My district, like so many others, uses Fountas and Pinnell’s Benchmark Assessment System (BAS) as the primary measure of student reading progress. But if you’ve had doubts about the assessment and the ways BAS data is often used, you’re on to something…

Limited Materials

An F&P Benchmark Assessment System kit provides us with only two books (one fiction and one nonfiction) for each reading level, so we end up using the books over and over again. We see the problem with these limited materials when struggling readers memorize the predictable texts or get stuck because they lack the background knowledge required by the two books at a particular level. 

Heinemann has issued three editions of the assessment but has yet to produce any additional texts. Providing more assessment books is challenging because the texts are not authentic, but rather purpose-written assessment materials. Making more books available at a given level would call attention to leveling inconsistencies in the existing materials.

Leveling Inconsistencies

Most of us instinctively know the books in BAS are not consistent at a given level and not progressively difficult across levels. In fact, we select strategically from the book choices. I’ve heard colleagues say, “I use the Loose Tooth book because it’s a lot easier than the one about the zoo.” (both Level E) or “I skip G and go straight to H.”

The Common Core recommends that we use objective measures (Lexile, Dale-Chall, and Flesch-Kincaid are cited in CCSS Appendix A) to evaluate text complexity. Due to lack of transparency about its formula, the F&P leveling system is notably absent in CCSS recommendations. Lexile, cited repeatedly in CCSS appendices, analyzes written text and the features that make it objectively complex, such as decodability, sentence length, word choice. According to Lexile, the BAS Level E book At the Zoo is more similar to the Level H book Trucks than to the companion Level E book provided in the assessment kit. An objective leveling system confirms our own hunches about the books.

Selecting the BAS book The Zoo may lead us to believe that a student reads at Level E, but a closer look reveals that the same child might do just as well reading the Level H book, Trucks. These designations can mean the difference between a student being “at grade level” or “below grade level” and can impact the perception of a student’s ability, both for the student and for the teacher.

Time Spent on the Wrong Things

While assessing using BAS, we listen to a student read and take ”Reading Records” that we’re later expected to analyze in order to determine which of three sources of information – meaning, syntax, visual – the child used for word identification. This attention to the disproven three-cueing theory diverts our attention from the fact that an error is simply evidence that the child was unable to apply phonics to accurately read the word.
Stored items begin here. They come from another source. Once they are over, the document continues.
use {
    crate::Config,
    std::{io::IsTerminal, panic::PanicHookInfo, sync::Once},
    time::macros::format_description,
    tracing_subscriber::{
        EnvFilter,
        Layer,
        Registry,
        fmt::time::UtcTime,
        prelude::*,
        util::SubscriberInitExt,
    },
};

/// Initializes tracing setup that is shared between the binaries.
/// `env_filter` has similar syntax to env_logger. It is documented at
/// https://docs.rs/tracing-subscriber/latest/tracing_subscriber/filter/struct.EnvFilter.html
///
/// All log output goes to stderr. Stdout is reserved for the result a binary
/// reports to its caller.
pub fn initialize(config: &Config) {
    set_tracing_subscriber(config);
    std::panic::set_hook(Box::new(tracing_panic_hook));
}

/// Like [`initialize`], but can be called multiple times in a row. Later calls
/// are ignored.
///
/// Useful for tests.
pub fn initialize_reentrant(env_filter: &str) {
    // The tracing subscriber below is global object so initializing it again in the
    // same process by a different thread would fail.
    static ONCE: Once = Once::new();
    ONCE.call_once(|| {
        set_tracing_subscriber(&Config::default().with_env_filter(env_filter));
        std::panic::set_hook(Box::new(tracing_panic_hook));
    });
}

fn set_tracing_subscriber(config: &Config) {
    let fmt_layer = tracing_subscriber::fmt::layer()
        .with_writer(std::io::stderr)
        .with_timer(UtcTime::new(format_description!(
            "[year]-[month]-[day]T[hour]:[minute]:[second].[subsecond digits:3]Z"
        )));

    let fmt_layer: Box<dyn Layer<Registry> + Send + Sync> = if config.use_json_format {
        fmt_layer.json().boxed()
    } else {
        fmt_layer
            .with_ansi(std::io::stderr().is_terminal())
            .boxed()
    };

    let result = tracing_subscriber::registry()
        .with(fmt_layer.with_filter(EnvFilter::new(&config.env_filter)))
        .try_init();
    if let Err(err) = result {
        // Tests may have installed their own subscriber already.
        eprintln!("failed to install tracing subscriber: {err}");
    }
}

/// Panic hook that prints roughly the same message as the default panic hook
/// but uses tracing:error instead of stderr.
fn tracing_panic_hook(panic: &PanicHookInfo) {
    let thread = std::thread::current();
    let name = thread.name().unwrap_or("<unnamed>");
    let backtrace = std::backtrace::Backtrace::force_capture();
    tracing::error!("thread '{name}' {panic}\nstack backtrace:\n{backtrace}");
}
//! Transport layer that traces every RPC call sent to the node together with
//! the label of the network it was sent to and how long the node took to
//! answer.
use {
    alloy::{
        rpc::json_rpc::{RequestPacket, ResponsePacket},
        transports::TransportError,
    },
    std::{
        fmt::Debug,
        pin::Pin,
        task::{Context, Poll},
        time::Instant,
    },
    tower::{Layer, Service},
};

pub(crate) struct InstrumentationLayer {
    pub label: String,
}

impl<S> Layer<S> for InstrumentationLayer {
    type Service = InstrumentedProvider<S>;

    fn layer(&self, inner: S) -> Self::Service {
        InstrumentedProvider {
            inner,
            label: self.label.clone(),
        }
    }
}

#[derive(Debug, Clone)]
pub(crate) struct InstrumentedProvider<S> {
    inner: S,
    label: String,
}

impl<S> Service<RequestPacket> for InstrumentedProvider<S>
where
    S: Service<RequestPacket, Response = ResponsePacket, Error = TransportError>,
    S::Future: Send + 'static,
    S::Response: Send + 'static + Debug,
    S::Error: Send + 'static + Debug,
{
    type Error = S::Error;
    type Future = Pin<Box<dyn Future<Output = Result<Self::Response, Self::Error>> + Send>>;
    type Response = S::Response;

    fn poll_ready(&mut self, cx: &mut Context<'_>) -> Poll<Result<(), Self::Error>> {
        self.inner.poll_ready(cx)
    }

    fn call(&mut self, req: RequestPacket) -> Self::Future {
        let methods: Vec<String> = req
            .requests()
            .iter()
            .map(|r| r.method().to_string())
            .collect();
        tracing::trace!(network = %self.label, ?methods, "executing request");

        let label = self.label.clone();
        let start = Instant::now();
        let fut = self.inner.call(req);
        Box::pin(async move {
            let res = fut.await;
            match &res {
                Ok(_) => tracing::trace!(
                    network = %label,
                    ?methods,
                    elapsed = ?start.elapsed(),
                    "request completed"
                ),
                Err(err) => tracing::debug!(
                    network = %label,
                    ?methods,
                    elapsed = ?start.elapsed(),
                    ?err,
                    "request failed"
                ),
            }
            res
        })
    }
}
“Although oral-passage reading rate and accuracy are good measures of overall reading ability because they measure word-recognition speed and accuracy, the classification of ’miscues’ is unreliable, invalid, and a waste of the teacher’s time.”

Whole Language Lives On

Assessing students with BAS takes approximately 20 minutes per student, but more reliable oral reading fluency assessments take just 1 minute.

While there are other issues to consider in terms of establishing instructional reading levels, in terms of reliability, it may make more sense to focus on more technically sound procedures available. It may be surprising to many teachers that some of the most valid and reliable measures of a student’s overall reading level include simple measures of word-recognition accuracy and speed, in and out of context (Rasinski, 2000; Torgesen, Wagner, Rashotte, Burgess, & Hecht, 1997). 

Toward the Peaceful Coexistence of Test Developers, Policy Makers, and Teachers

Listening to students read is important for many reasons, but the books and scoring sheets provided in the BAS are not worthy of the time we’re asked to devote to them.

“Typical” Students?

According to Heinemann, the Benchmark Assessment System was field-tested on “typical students,” but they included in their study only proficient English students who were already reading at grade level (and very few of them at that!) By excluding diverse learners from their study, Heinemann ignored the demographics of our classrooms and missed important factors in determining text difficulty. 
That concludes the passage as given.